▶ [Task to carry out]
Wherever the word "None" appears in a line of the data, that line should be copied.

▶ [Dataset]

use rust_decimal::Decimal;
use rust_decimal_macros::dec;
use serde::{Deserialize, Serialize};

use crate::clients::ClientProfile;
use crate::decimal::Money;
use crate::errors::{LedgerError, Result};
use crate::schedule::LoanTerms;

/// full configuration for the computational core
#[derive(Debug, Clone, PartialEq, Default, Serialize, Deserialize)]
pub struct CoreConfig {
    #[serde(default)]
    pub ledger: LedgerConfig,
    #[serde(default)]
    pub lending: LendingPolicy,
}

impl CoreConfig {
    /// parse and validate a json document
    pub fn from_json(json: &str) -> Result<Self> {
        let config: CoreConfig = serde_json::from_str(json).map_err(|e| {
            LedgerError::InvalidConfiguration {
                message: e.to_string(),
            }
        })?;
        config.validate()?;
        Ok(config)
    }

    pub fn validate(&self) -> Result<()> {
        self.ledger.validate()?;
        self.lending.validate()
    }

    pub fn to_json_pretty(&self) -> std::result::Result<String, serde_json::Error> {
        serde_json::to_string_pretty(self)
    }
}

/// cash register settings
#[derive(Debug, Clone, PartialEq, Eq, Serialize, Deserialize)]
pub struct LedgerConfig {
    pub currency_code: String,
    /// a closing difference strictly below this counts as balanced
    pub balance_tolerance: Money,
    /// largest single cash payment accepted, if any
    pub max_cash_payment: Option<Money>,
}

impl Default for LedgerConfig {
    fn default() -> Self {
        Self {
            currency_code: "PEN".to_string(),
            balance_tolerance: Money::CENT,
            max_cash_payment: None,
        }
    }
}

impl LedgerConfig {
    pub fn validate(&self) -> Result<()> {
        if self.currency_code.len() != 3 || !self.currency_code.bytes().all(|b| b.is_ascii_uppercase()) {
            return Err(LedgerError::InvalidConfiguration {
                message: format!("currency code must be three uppercase letters, got {:?}", self.currency_code),
            });
        }

        if !self.balance_tolerance.is_positive() {
            return Err(LedgerError::InvalidConfiguration {
                message: format!("balance tolerance must be positive, got {}", self.balance_tolerance),
            });
        }

        if let Some(limit) = self.max_cash_payment {
            if !limit.is_positive() {
                return Err(LedgerError::InvalidConfiguration {
                    message: format!("max cash payment must be positive, got {}", limit),
                });
            }
        }

        Ok(())
    }
}

/// compliance paperwork a loan may require before disbursement
#[derive(Debug, Clone, Copy, PartialEq, Eq, Serialize, Deserialize)]
#[serde(rename_all = "SCREAMING_SNAKE_CASE")]
pub enum Declaration {
    /// sworn statement for politically exposed persons
    PoliticallyExposedPerson,
    /// source-of-funds statement for amounts above one tax unit
    UitThreshold,
}

/// loan origination rules
#[derive(Debug, Clone, PartialEq, Eq, Serialize, Deserialize)]
pub struct LendingPolicy {
    /// value of one statutory tax unit (UIT)
    pub uit_value: Money,
    pub max_installment_count: u32,
    pub max_annual_rate_percent: Option<Decimal>,
}

impl Default for LendingPolicy {
    fn default() -> Self {
        Self {
            uit_value: Money::from_decimal(dec!(5150)),
            max_installment_count: 60,
            max_annual_rate_percent: None,
        }
    }
}

impl LendingPolicy {
    pub fn validate(&self) -> Result<()> {
        if !self.uit_value.is_positive() {
            return Err(LedgerError::InvalidConfiguration {
                message: format!("uit value must be positive, got {}", self.uit_value),
            });
        }

        if self.max_installment_count == 0 {
            return Err(LedgerError::InvalidConfiguration {
                message: "max installment count must be positive".to_string(),
            });
        }

        if let Some(cap) = self.max_annual_rate_percent {
            if cap < Decimal::ZERO {
                return Err(LedgerError::InvalidConfiguration {
                    message: format!("annual rate cap must not be negative, got {}", cap),
                });
            }
        }

        Ok(())
    }

    /// check loan terms against origination limits
    pub fn check_terms(&self, terms: &LoanTerms) -> Result<()> {
        terms.validate()?;

        if terms.installment_count > self.max_installment_count {
            return Err(LedgerError::PolicyViolation {
                message: format!(
                    "{} installments exceeds the maximum of {}",
                    terms.installment_count, self.max_installment_count
                ),
            });
        }

        if let Some(cap) = self.max_annual_rate_percent {
            if terms.annual_rate.as_percentage() > cap {
                return Err(LedgerError::PolicyViolation {
                    message: format!("annual rate {} exceeds the cap of {}%", terms.annual_rate, cap),
                });
            }
        }

        Ok(())
    }

    pub fn exceeds_uit(&self, principal: Money) -> bool {
        principal > self.uit_value
    }

    /// declarations the borrower must sign for this loan
    pub fn required_declarations(&self, client: &ClientProfile, principal: Money) -> Vec<Declaration> {
        let mut declarations = Vec::new();
        if client.is_pep() {
            declarations.push(Declaration::PoliticallyExposedPerson);
        }
        if self.exceeds_uit(principal) {
            declarations.push(Declaration::UitThreshold);
        }
        declarations
    }
}
use chrono::{DateTime, Utc};
use serde::{Deserialize, Serialize};

use crate::decimal::Money;
use crate::types::{PaymentMethod, SessionId, TransactionId};

/// audit events emitted by the cash register ledger
#[derive(Debug, Clone, PartialEq, Serialize, Deserialize)]
pub enum LedgerEvent {
    SessionOpened {
        session_id: SessionId,
        operator_id: String,
        opening_balance: Money,
        timestamp: DateTime<Utc>,
    },
    PaymentRecorded {
        session_id: SessionId,
        transaction_id: TransactionId,
        method: PaymentMethod,
        nominal_amount: Money,
        rounding_adjustment: Money,
        settled_amount: Money,
        timestamp: DateTime<Utc>,
    },
    AdjustmentRecorded {
        session_id: SessionId,
        transaction_id: TransactionId,
        amount: Money,
        reason: String,
        timestamp: DateTime<Utc>,
    },
    SessionClosed {
        session_id: SessionId,
        theoretical_total: Money,
        counted_cash: Money,
        difference: Money,
        is_balanced: bool,
        timestamp: DateTime<Utc>,
    },
}

impl LedgerEvent {
    pub fn session_id(&self) -> SessionId {
        match self {
            LedgerEvent::SessionOpened { session_id, .. }
            | LedgerEvent::PaymentRecorded { session_id, .. }
            | LedgerEvent::AdjustmentRecorded { session_id, .. }
            | LedgerEvent::SessionClosed { session_id, .. } => *session_id,
        }
    }
}

/// event store for collecting events during operations
#[derive(Debug, Default)]
pub struct EventStore {
    events: Vec<LedgerEvent>,
}

impl EventStore {
    pub fn new() -> Self {
        Self { events: Vec::new() }
    }

    pub fn emit(&mut self, event: LedgerEvent) {
        self.events.push(event);
    }

    /// drain everything emitted so far
    pub fn take_events(&mut self) -> Vec<LedgerEvent> {
        std::mem::take(&mut self.events)
    }

    pub fn events(&self) -> &[LedgerEvent] {
        &self.events
    }

    pub fn len(&self) -> usize {
        self.events.len()
    }

    pub fn is_empty(&self) -> bool {
        self.events.is_empty()
    }
}

#[cfg(test)]
mod tests {
    use super::*;
    use uuid::Uuid;

    #[test]
    fn test_take_events_drains_store() {
        let session_id = Uuid::new_v4();
        let mut store = EventStore::new();
        store.emit(LedgerEvent::SessionOpened {
            session_id,
            operator_id: "op1".to_string(),
            opening_balance: Money::from_major(500),
            timestamp: Utc::now(),
        });

        assert_eq!(store.len(), 1);
        assert_eq!(store.events()[0].session_id(), session_id);

        let drained = store.take_events();
        assert_eq!(drained.len(), 1);
        assert!(store.is_empty());
    }
}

▶ [Task solution]
            max_cash_payment: None,
            max_annual_rate_percent: None,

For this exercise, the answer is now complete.